___ Material to process
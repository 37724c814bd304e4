//! # h5p-schema — Package Schema Validation
//!
//! Runtime JSON Schema validation for the two metadata documents an H5P
//! package carries: the package manifest `h5p.json` and each library's
//! `library.json`.
//!
//! ## Design
//!
//! The schemas are configuration, not generated at runtime. They ship in
//! `schemas/`, are compiled once into a [`PackageSchemas`] value, and that
//! value is shared by every archive validation run. Violations are
//! structured via [`SchemaError::ValidationFailed`] with the JSON Pointer
//! path to the violating field and a human-readable message.

pub mod validate;

// Re-export primary types for ergonomic imports.
pub use validate::{
    PackageSchemas, SchemaError, SchemaKind, ValidationViolations, Violation,
    LIBRARY_SCHEMA_FILE, MANIFEST_SCHEMA_FILE,
};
______
**Task directions:**
Only the lines above that hold "value" are wanted. Show every one of them.

**Reply:**
//! `schemas/`, are compiled once into a [`PackageSchemas`] value, and that
//! value is shared by every archive validation run. Violations are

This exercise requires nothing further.